» What you will do
Every line of the listing that contains the word "toml" is to be copied out.

» Data records
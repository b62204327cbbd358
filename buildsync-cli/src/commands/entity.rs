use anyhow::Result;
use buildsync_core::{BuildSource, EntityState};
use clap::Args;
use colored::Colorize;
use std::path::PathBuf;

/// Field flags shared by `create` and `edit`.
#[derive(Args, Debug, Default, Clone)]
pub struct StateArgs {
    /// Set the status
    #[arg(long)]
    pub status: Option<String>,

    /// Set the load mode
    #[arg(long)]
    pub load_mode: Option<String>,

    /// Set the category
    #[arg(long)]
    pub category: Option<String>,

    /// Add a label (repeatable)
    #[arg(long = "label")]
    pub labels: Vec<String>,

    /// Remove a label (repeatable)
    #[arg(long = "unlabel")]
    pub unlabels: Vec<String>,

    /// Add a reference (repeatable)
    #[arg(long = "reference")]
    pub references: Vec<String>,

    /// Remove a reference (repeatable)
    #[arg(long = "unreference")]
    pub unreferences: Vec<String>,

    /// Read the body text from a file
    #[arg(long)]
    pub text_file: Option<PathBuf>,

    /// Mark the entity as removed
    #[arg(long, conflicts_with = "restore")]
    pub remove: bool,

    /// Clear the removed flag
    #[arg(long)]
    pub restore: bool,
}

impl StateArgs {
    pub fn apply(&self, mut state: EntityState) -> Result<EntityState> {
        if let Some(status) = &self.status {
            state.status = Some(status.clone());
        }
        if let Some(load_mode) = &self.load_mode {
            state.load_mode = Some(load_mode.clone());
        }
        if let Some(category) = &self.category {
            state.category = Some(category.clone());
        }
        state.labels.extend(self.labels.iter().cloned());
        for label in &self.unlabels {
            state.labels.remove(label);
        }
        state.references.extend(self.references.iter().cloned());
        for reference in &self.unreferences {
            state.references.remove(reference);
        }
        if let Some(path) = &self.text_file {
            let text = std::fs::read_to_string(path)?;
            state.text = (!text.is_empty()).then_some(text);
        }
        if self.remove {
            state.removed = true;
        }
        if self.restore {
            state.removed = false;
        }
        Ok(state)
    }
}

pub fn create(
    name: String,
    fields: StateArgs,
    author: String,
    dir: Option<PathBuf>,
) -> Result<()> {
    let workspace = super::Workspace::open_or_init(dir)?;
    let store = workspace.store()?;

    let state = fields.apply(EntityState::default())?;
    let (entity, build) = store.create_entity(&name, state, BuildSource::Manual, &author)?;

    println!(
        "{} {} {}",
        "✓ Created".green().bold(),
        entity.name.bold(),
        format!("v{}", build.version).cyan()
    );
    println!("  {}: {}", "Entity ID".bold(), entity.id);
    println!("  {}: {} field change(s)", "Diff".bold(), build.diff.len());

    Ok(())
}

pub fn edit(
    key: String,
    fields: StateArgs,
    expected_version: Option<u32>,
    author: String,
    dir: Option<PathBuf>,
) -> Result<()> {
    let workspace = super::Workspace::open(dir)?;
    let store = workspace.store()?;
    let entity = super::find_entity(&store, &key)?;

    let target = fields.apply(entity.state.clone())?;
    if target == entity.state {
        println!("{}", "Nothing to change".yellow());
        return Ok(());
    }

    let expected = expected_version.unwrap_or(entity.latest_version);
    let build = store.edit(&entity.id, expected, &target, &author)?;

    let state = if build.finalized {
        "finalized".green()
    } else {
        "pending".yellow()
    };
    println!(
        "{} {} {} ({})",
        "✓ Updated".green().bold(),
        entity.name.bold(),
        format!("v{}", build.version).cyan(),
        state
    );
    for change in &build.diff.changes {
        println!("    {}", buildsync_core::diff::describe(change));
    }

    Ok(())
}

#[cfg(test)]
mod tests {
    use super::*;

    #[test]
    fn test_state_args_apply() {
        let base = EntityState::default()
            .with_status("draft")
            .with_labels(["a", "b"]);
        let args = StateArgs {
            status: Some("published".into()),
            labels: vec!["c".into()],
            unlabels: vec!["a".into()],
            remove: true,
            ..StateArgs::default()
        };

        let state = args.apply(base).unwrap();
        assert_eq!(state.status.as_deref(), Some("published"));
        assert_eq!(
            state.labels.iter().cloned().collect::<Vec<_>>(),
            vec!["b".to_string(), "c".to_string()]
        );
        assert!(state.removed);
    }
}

---

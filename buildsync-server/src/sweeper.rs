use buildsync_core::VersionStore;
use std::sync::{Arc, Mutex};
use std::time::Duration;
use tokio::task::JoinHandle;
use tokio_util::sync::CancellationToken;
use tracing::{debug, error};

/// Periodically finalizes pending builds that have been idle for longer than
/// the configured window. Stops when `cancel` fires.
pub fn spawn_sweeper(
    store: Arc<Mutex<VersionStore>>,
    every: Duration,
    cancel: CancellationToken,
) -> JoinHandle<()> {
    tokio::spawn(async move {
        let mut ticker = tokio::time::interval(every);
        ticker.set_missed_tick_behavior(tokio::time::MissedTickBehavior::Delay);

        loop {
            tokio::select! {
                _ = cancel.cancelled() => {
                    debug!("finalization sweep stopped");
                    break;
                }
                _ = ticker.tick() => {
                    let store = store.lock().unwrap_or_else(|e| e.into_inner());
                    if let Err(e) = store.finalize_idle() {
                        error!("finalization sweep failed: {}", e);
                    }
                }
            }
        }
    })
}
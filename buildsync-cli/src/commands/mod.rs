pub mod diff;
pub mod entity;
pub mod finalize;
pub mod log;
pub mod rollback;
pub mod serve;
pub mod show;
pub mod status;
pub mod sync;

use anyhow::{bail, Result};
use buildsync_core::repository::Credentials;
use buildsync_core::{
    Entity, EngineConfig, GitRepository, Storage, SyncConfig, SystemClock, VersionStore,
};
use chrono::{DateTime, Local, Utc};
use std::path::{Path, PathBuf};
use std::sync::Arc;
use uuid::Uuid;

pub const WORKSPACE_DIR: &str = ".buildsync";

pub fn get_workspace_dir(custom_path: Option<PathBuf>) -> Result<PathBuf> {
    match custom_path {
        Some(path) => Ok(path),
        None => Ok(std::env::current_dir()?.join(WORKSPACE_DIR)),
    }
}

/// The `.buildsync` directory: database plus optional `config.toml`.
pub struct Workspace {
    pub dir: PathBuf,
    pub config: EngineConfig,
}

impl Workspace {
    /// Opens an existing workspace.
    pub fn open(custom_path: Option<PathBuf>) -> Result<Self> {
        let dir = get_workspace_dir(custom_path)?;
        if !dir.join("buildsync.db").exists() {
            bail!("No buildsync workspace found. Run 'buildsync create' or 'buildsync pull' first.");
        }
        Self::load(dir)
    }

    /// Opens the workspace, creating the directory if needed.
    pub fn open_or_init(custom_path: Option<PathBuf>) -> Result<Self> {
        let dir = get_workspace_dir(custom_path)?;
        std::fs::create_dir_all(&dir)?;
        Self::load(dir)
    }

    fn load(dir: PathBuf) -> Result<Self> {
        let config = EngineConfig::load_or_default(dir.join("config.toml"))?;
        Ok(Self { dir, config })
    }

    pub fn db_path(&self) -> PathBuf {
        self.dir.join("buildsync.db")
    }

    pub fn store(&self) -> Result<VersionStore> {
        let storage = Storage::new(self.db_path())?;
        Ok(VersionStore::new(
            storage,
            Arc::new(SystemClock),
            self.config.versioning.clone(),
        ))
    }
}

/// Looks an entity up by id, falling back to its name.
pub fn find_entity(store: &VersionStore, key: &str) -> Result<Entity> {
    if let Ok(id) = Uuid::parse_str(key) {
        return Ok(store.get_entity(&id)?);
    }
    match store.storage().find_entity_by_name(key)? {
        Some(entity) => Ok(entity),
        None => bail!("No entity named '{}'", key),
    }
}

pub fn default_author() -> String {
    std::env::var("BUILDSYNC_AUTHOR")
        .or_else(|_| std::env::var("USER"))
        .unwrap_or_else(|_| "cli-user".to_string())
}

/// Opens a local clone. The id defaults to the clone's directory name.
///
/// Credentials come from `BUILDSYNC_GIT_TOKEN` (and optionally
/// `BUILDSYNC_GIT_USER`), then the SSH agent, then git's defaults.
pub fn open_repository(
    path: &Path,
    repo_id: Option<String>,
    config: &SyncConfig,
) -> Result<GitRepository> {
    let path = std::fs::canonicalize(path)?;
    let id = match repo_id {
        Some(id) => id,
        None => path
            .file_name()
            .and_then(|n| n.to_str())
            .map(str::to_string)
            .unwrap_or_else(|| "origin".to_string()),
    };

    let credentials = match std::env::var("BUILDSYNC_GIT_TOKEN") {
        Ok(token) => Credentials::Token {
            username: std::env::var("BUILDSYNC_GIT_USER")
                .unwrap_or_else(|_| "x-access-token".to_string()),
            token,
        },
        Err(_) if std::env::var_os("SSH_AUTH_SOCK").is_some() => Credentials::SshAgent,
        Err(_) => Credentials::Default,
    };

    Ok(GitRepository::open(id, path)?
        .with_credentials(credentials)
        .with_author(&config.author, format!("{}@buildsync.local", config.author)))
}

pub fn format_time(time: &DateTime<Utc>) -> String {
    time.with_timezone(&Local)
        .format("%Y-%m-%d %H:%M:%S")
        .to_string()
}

» Response area
/// The `.buildsync` directory: database plus optional `config.toml`.
        let config = EngineConfig::load_or_default(dir.join("config.toml"))?;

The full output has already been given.